:: PROVIDED RECORDS

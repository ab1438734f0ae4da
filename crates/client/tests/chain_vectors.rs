//! Vectors that need the real chain: run with
//! `cargo test -p bitx-client -- --ignored` and network access.

use num_bigint::BigUint;
use num_traits::Num;

use bitx_client::TxFetcher;
use bitx_common::TxSource;

#[test]
#[ignore = "fetches from blockstream.info"]
fn sig_hash_vector() {
    let mut fetcher = TxFetcher::new();
    let tx = fetcher
        .fetch(
            "452c629d67e41baec3ac6f04fe744b4b9617f8f859c63b3002f8684e7a4fee03",
            false,
            false,
        )
        .unwrap();
    let z = tx.sig_hash(&mut fetcher, 0, None).unwrap();
    assert_eq!(
        z,
        BigUint::from_str_radix(
            "27e0c5994dec7824e56dec6b2fcb342eb7cdb0d0957c2fce9882f715e85d81a6",
            16
        )
        .unwrap()
    );
}

#[test]
#[ignore = "fetches from blockstream.info"]
fn verify_p2pkh_testnet_transaction() {
    let mut fetcher = TxFetcher::new();
    let tx = fetcher
        .fetch(
            "5418099cc755cb9dd3ebc6cf1a7888ad53a1a3beb5a025bce89eb1bf7f1650a2",
            true,
            false,
        )
        .unwrap();
    assert!(tx.verify(&mut fetcher).unwrap());
}

#[test]
#[ignore = "fetches from blockstream.info"]
fn verify_p2sh_two_of_three_transaction() {
    let mut fetcher = TxFetcher::new();
    let tx = fetcher
        .fetch(
            "46df1a9484d0a81d03ce0ee543ab6e1a23ed06175c104a178268fad381216c2b",
            false,
            false,
        )
        .unwrap();
    assert!(tx.verify(&mut fetcher).unwrap());
}
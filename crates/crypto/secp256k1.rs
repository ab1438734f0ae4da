//! The secp256k1 curve: y² = x³ + 7 over F_p with
//! p = 2²⁵⁶ − 2³² − 977, and its generator of order n.
//!
//! [`S256Point`] is a thin specialization of [`Point`] that fixes the curve
//! parameters, reduces scalars modulo the group order, and carries the SEC
//! serialization and address derivation.

use lazy_static::lazy_static;
use num_bigint::BigUint;
use num_traits::{Num, Zero};

use super::{
    base58,
    ecdsa::Signature,
    error::CryptoError,
    field::FieldElement,
    hash::hash160,
    point::Point,
};

lazy_static! {
    /// The field prime p = 2²⁵⁶ − 2³² − 977.
    pub static ref P: BigUint = BigUint::from_str_radix(
        "fffffffffffffffffffffffffffffffffffffffffffffffffffffffefffffc2f",
        16
    )
    .expect("valid hex constant");

    /// The order n of the group generated by G.
    pub static ref N: BigUint = BigUint::from_str_radix(
        "fffffffffffffffffffffffffffffffebaaedce6af48a03bbfd25e8cd0364141",
        16
    )
    .expect("valid hex constant");

    static ref GX: BigUint = BigUint::from_str_radix(
        "79be667ef9dcbbac55a06295ce870b07029bfcdb2dce28d959f2815b16f81798",
        16
    )
    .expect("valid hex constant");

    static ref GY: BigUint = BigUint::from_str_radix(
        "483ada7726a3c4655da4fbfc0e1108a8fd17b448a68554199c47d08ffb10d4b8",
        16
    )
    .expect("valid hex constant");

    /// The generator point G.
    pub static ref G: S256Point =
        S256Point::new(GX.clone(), GY.clone()).expect("generator is on the curve");
}

/// Constructs an element of the secp256k1 field.
pub fn field(num: BigUint) -> Result<FieldElement, CryptoError> {
    FieldElement::new(num, P.clone())
}

fn curve_a() -> FieldElement {
    FieldElement::zero(P.clone())
}

fn curve_b() -> FieldElement {
    FieldElement::new(BigUint::from(7u8), P.clone()).expect("7 < p")
}

/// Serializes a scalar as 32 big-endian bytes.
pub fn to_bytes_32(num: &BigUint) -> [u8; 32] {
    let bytes = num.to_bytes_be();
    let mut out = [0u8; 32];
    out[32 - bytes.len()..].copy_from_slice(&bytes);
    out
}

/// A point on secp256k1.
#[derive(Debug, Clone, PartialEq, Eq)]
pub struct S256Point(Point);

impl S256Point {
    pub fn new(x: BigUint, y: BigUint) -> Result<Self, CryptoError> {
        let point = Point::new(field(x)?, field(y)?, curve_a(), curve_b())?;
        Ok(Self(point))
    }

    pub fn infinity() -> Self {
        Self(Point::infinity(curve_a(), curve_b()))
    }

    pub fn is_infinity(&self) -> bool {
        self.0.is_infinity()
    }

    pub fn inner(&self) -> &Point {
        &self.0
    }

    pub fn add(&self, other: &Self) -> Self {
        // Both operands are secp256k1 points, so the curve check can't fail.
        Self(self.0.add(&other.0).expect("operands share the curve"))
    }

    /// Scalar multiplication; the coefficient is reduced modulo the group
    /// order n before the double-and-add walk.
    pub fn mul(&self, coefficient: &BigUint) -> Self {
        let coef = coefficient % &*N;
        Self(self.0.scalar_mul(&coef).expect("operands share the curve"))
    }

    /// ECDSA verification: with u = z/s and v = r/s, the signature is valid
    /// iff uG + vP has x-coordinate r (and is not the identity).
    pub fn verify(&self, z: &BigUint, sig: &Signature) -> bool {
        let n = &*N;
        if sig.r.is_zero() || sig.r >= *n || sig.s.is_zero() || sig.s >= *n {
            return false;
        }
        let s_inv = sig.s.modpow(&(n - 2u8), n);
        let u = z * &s_inv % n;
        let v = &sig.r * &s_inv % n;
        let total = G.mul(&u).add(&self.mul(&v));
        match total.0.x() {
            Some(x) => x.num() % n == sig.r,
            None => false,
        }
    }

    /// SEC serialization: `0x04 || x || y` uncompressed, or `0x02/0x03 || x`
    /// compressed with the prefix encoding y's parity.
    ///
    /// Serializing the identity is a programmer error; it has no SEC form.
    pub fn sec(&self, compressed: bool) -> Vec<u8> {
        let x = self.0.x().expect("the identity has no SEC form");
        let y = self.0.y().expect("the identity has no SEC form");
        if compressed {
            let mut out = Vec::with_capacity(33);
            out.push(if y.is_even() { 0x02 } else { 0x03 });
            out.extend_from_slice(&to_bytes_32(x.num()));
            out
        } else {
            let mut out = Vec::with_capacity(65);
            out.push(0x04);
            out.extend_from_slice(&to_bytes_32(x.num()));
            out.extend_from_slice(&to_bytes_32(y.num()));
            out
        }
    }

    /// Parses a SEC-encoded public key, solving the curve equation for y in
    /// the compressed forms.
    pub fn parse(sec: &[u8]) -> Result<Self, CryptoError> {
        match sec.first() {
            Some(0x04) => {
                if sec.len() != 65 {
                    return Err(CryptoError::MalformedSec(
                        "uncompressed form must be 65 bytes",
                    ));
                }
                let x = BigUint::from_bytes_be(&sec[1..33]);
                let y = BigUint::from_bytes_be(&sec[33..65]);
                Self::new(x, y)
            }
            Some(prefix @ (0x02 | 0x03)) => {
                if sec.len() != 33 {
                    return Err(CryptoError::MalformedSec(
                        "compressed form must be 33 bytes",
                    ));
                }
                let x = field(BigUint::from_bytes_be(&sec[1..33]))?;
                // y² = x³ + 7
                let alpha = x.mul(&x)?.mul(&x)?.add(&curve_b())?;
                let roots = alpha.sqrt()?;
                let y = if *prefix == 0x02 { roots.even } else { roots.odd };
                // Point::new re-checks the curve equation, rejecting x
                // values with no square root.
                let point = Point::new(x, y, curve_a(), curve_b())?;
                Ok(Self(point))
            }
            _ => Err(CryptoError::MalformedSec("unknown prefix byte")),
        }
    }

    pub fn hash160(&self, compressed: bool) -> [u8; 20] {
        hash160(&self.sec(compressed))
    }

    /// The Base58Check P2PKH address: version byte (0x00 mainnet, 0x6f
    /// testnet) followed by hash160 of the SEC form.
    pub fn address(&self, compressed: bool, testnet: bool) -> String {
        let mut payload = Vec::with_capacity(21);
        payload.push(if testnet { 0x6f } else { 0x00 });
        payload.extend_from_slice(&self.hash160(compressed));
        base58::encode_check(&payload)
    }
}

::::

### [EXERCISE GOAL]
Return, exactly, the lines from the first line of the records above to the line containing "and address derivation.", both included.

### [RESPONSE AREA]
repository ab1438734f0ae4da
filename crates/client/tests/chain_vectors.rs
//! Vectors that need the real chain: run with
//! `cargo test -p bitx-client -- --ignored` and network access.

use num_bigint::BigUint;
use num_traits::Num;

use bitx_client::TxFetcher;
use bitx_common::TxSource;

#[test]
#[ignore = "fetches from blockstream.info"]
fn sig_hash_vector() {
    let mut fetcher = TxFetcher::new();
    let tx = fetcher
        .fetch(
            "452c629d67e41baec3ac6f04fe744b4b9617f8f859c63b3002f8684e7a4fee03",
            false,
            false,
        )
        .unwrap();
    let z = tx.sig_hash(&mut fetcher, 0, None).unwrap();
    assert_eq!(
        z,
        BigUint::from_str_radix(
            "27e0c5994dec7824e56dec6b2fcb342eb7cdb0d0957c2fce9882f715e85d81a6",
            16
        )
        .unwrap()
    );
}

#[test]
#[ignore = "fetches from blockstream.info"]
fn verify_p2pkh_testnet_transaction() {
    let mut fetcher = TxFetcher::new();
    let tx = fetcher
        .fetch(
            "5418099cc755cb9dd3ebc6cf1a7888ad53a1a3beb5a025bce89eb1bf7f1650a2",
            true,
            false,
        )
        .unwrap();
    assert!(tx.verify(&mut fetcher).unwrap());
}

#[test]
#[ignore = "fetches from blockstream.info"]
fn verify_p2sh_two_of_three_transaction() {
    let mut fetcher = TxFetcher::new();
    let tx = fetcher
        .fetch(
            "46df1a9484d0a81d03ce0ee543ab6e1a23ed06175c104a178268fad381216c2b",
            false,
            false,
        )
        .unwrap();
    assert!(tx.verify(&mut fetcher).unwrap());
}
filename crates/crypto/secp256k1.rs
repository ab1438734f0ae4da
//! The secp256k1 curve: y² = x³ + 7 over F_p with
//! p = 2²⁵⁶ − 2³² − 977, and its generator of order n.
//!
//! [`S256Point`] is a thin specialization of [`Point`] that fixes the curve
//! parameters, reduces scalars modulo the group order, and carries the SEC
//! serialization and address derivation.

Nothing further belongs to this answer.